EXERCISE: Exactly as written, reproduce all of the entries.

------

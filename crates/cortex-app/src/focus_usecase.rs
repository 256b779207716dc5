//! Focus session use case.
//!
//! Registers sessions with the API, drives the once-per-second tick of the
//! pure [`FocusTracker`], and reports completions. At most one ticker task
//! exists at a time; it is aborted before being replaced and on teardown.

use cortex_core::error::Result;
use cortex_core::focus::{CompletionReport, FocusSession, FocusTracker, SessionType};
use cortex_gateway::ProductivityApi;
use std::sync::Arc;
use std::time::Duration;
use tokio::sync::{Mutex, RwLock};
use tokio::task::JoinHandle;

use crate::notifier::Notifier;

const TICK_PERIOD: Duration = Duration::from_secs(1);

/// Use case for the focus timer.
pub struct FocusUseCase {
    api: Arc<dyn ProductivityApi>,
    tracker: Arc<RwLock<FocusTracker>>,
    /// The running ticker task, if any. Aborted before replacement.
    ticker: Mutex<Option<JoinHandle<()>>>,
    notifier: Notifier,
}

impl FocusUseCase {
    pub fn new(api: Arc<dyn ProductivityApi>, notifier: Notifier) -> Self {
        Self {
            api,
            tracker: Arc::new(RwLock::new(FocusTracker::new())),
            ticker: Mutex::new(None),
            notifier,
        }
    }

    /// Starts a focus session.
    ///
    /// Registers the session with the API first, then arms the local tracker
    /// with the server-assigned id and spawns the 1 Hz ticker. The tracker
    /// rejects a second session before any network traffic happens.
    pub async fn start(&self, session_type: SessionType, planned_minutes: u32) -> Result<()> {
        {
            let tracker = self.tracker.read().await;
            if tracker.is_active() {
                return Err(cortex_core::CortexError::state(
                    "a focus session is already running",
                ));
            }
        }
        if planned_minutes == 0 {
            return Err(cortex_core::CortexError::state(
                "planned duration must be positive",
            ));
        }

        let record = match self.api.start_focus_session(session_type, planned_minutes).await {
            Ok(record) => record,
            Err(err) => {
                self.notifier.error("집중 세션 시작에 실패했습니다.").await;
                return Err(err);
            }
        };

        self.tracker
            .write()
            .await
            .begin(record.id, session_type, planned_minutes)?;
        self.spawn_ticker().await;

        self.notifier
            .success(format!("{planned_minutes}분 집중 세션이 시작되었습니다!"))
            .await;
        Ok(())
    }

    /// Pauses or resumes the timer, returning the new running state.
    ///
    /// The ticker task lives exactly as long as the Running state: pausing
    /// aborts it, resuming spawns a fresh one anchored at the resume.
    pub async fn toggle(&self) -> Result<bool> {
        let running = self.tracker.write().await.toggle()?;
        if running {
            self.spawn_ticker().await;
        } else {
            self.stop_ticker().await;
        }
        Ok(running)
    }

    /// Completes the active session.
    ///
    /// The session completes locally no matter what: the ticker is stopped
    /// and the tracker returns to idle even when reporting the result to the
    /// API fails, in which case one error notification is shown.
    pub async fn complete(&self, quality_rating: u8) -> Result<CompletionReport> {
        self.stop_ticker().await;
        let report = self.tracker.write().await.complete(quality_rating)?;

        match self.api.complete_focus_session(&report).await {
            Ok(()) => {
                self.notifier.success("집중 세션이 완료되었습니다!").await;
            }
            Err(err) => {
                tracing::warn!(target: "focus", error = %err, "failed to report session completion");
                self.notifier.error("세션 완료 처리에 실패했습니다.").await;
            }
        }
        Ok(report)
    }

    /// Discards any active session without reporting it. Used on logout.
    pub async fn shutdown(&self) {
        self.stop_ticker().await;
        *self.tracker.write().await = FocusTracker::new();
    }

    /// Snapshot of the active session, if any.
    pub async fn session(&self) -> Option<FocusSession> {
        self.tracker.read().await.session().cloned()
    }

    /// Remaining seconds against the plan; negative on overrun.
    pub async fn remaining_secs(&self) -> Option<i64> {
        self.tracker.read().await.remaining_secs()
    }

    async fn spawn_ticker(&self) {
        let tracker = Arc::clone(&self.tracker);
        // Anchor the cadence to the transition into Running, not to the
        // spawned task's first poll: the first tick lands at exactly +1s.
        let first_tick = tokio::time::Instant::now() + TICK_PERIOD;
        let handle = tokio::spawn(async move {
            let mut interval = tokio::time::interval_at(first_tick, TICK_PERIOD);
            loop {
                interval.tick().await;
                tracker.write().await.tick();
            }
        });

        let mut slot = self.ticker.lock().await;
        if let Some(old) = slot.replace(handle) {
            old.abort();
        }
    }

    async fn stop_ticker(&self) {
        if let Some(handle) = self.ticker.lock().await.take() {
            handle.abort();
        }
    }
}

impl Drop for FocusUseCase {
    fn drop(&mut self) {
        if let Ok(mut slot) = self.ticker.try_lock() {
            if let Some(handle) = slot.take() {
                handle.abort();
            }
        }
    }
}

------

ANSWER TO THIS EXERCISE:
filename crates/cortex-app/src/focus_usecase.rs
repository 256b779207716dc5
//! Focus session use case.
//!
//! Registers sessions with the API, drives the once-per-second tick of the
//! pure [`FocusTracker`], and reports completions. At most one ticker task
//! exists at a time; it is aborted before being replaced and on teardown.

use cortex_core::error::Result;
use cortex_core::focus::{CompletionReport, FocusSession, FocusTracker, SessionType};
use cortex_gateway::ProductivityApi;
use std::sync::Arc;
use std::time::Duration;
use tokio::sync::{Mutex, RwLock};
use tokio::task::JoinHandle;

use crate::notifier::Notifier;

const TICK_PERIOD: Duration = Duration::from_secs(1);

/// Use case for the focus timer.
pub struct FocusUseCase {
    api: Arc<dyn ProductivityApi>,
    tracker: Arc<RwLock<FocusTracker>>,
    /// The running ticker task, if any. Aborted before replacement.
    ticker: Mutex<Option<JoinHandle<()>>>,
    notifier: Notifier,
}

impl FocusUseCase {
    pub fn new(api: Arc<dyn ProductivityApi>, notifier: Notifier) -> Self {
        Self {
            api,
            tracker: Arc::new(RwLock::new(FocusTracker::new())),
            ticker: Mutex::new(None),
            notifier,
        }
    }

    /// Starts a focus session.
    ///
    /// Registers the session with the API first, then arms the local tracker
    /// with the server-assigned id and spawns the 1 Hz ticker. The tracker
    /// rejects a second session before any network traffic happens.
    pub async fn start(&self, session_type: SessionType, planned_minutes: u32) -> Result<()> {
        {
            let tracker = self.tracker.read().await;
            if tracker.is_active() {
                return Err(cortex_core::CortexError::state(
                    "a focus session is already running",
                ));
            }
        }
        if planned_minutes == 0 {
            return Err(cortex_core::CortexError::state(
                "planned duration must be positive",
            ));
        }

        let record = match self.api.start_focus_session(session_type, planned_minutes).await {
            Ok(record) => record,
            Err(err) => {
                self.notifier.error("집중 세션 시작에 실패했습니다.").await;
                return Err(err);
            }
        };

        self.tracker
            .write()
            .await
            .begin(record.id, session_type, planned_minutes)?;
        self.spawn_ticker().await;

        self.notifier
            .success(format!("{planned_minutes}분 집중 세션이 시작되었습니다!"))
            .await;
        Ok(())
    }

    /// Pauses or resumes the timer, returning the new running state.
    ///
    /// The ticker task lives exactly as long as the Running state: pausing
    /// aborts it, resuming spawns a fresh one anchored at the resume.
    pub async fn toggle(&self) -> Result<bool> {
        let running = self.tracker.write().await.toggle()?;
        if running {
            self.spawn_ticker().await;
        } else {
            self.stop_ticker().await;
        }
        Ok(running)
    }

    /// Completes the active session.
    ///
    /// The session completes locally no matter what: the ticker is stopped
    /// and the tracker returns to idle even when reporting the result to the
    /// API fails, in which case one error notification is shown.
    pub async fn complete(&self, quality_rating: u8) -> Result<CompletionReport> {
        self.stop_ticker().await;
        let report = self.tracker.write().await.complete(quality_rating)?;

        match self.api.complete_focus_session(&report).await {
            Ok(()) => {
                self.notifier.success("집중 세션이 완료되었습니다!").await;
            }
            Err(err) => {
                tracing::warn!(target: "focus", error = %err, "failed to report session completion");
                self.notifier.error("세션 완료 처리에 실패했습니다.").await;
            }
        }
        Ok(report)
    }

    /// Discards any active session without reporting it. Used on logout.
    pub async fn shutdown(&self) {
        self.stop_ticker().await;
        *self.tracker.write().await = FocusTracker::new();
    }

    /// Snapshot of the active session, if any.
    pub async fn session(&self) -> Option<FocusSession> {
        self.tracker.read().await.session().cloned()
    }

    /// Remaining seconds against the plan; negative on overrun.
    pub async fn remaining_secs(&self) -> Option<i64> {
        self.tracker.read().await.remaining_secs()
    }

    async fn spawn_ticker(&self) {
        let tracker = Arc::clone(&self.tracker);
        // Anchor the cadence to the transition into Running, not to the
        // spawned task's first poll: the first tick lands at exactly +1s.
        let first_tick = tokio::time::Instant::now() + TICK_PERIOD;
        let handle = tokio::spawn(async move {
            let mut interval = tokio::time::interval_at(first_tick, TICK_PERIOD);
            loop {
                interval.tick().await;
                tracker.write().await.tick();
            }
        });

        let mut slot = self.ticker.lock().await;
        if let Some(old) = slot.replace(handle) {
            old.abort();
        }
    }

    async fn stop_ticker(&self) {
        if let Some(handle) = self.ticker.lock().await.take() {
            handle.abort();
        }
    }
}

impl Drop for FocusUseCase {
    fn drop(&mut self) {
        if let Ok(mut slot) = self.ticker.try_lock() {
            if let Some(handle) = slot.take() {
                handle.abort();
            }
        }
    }
}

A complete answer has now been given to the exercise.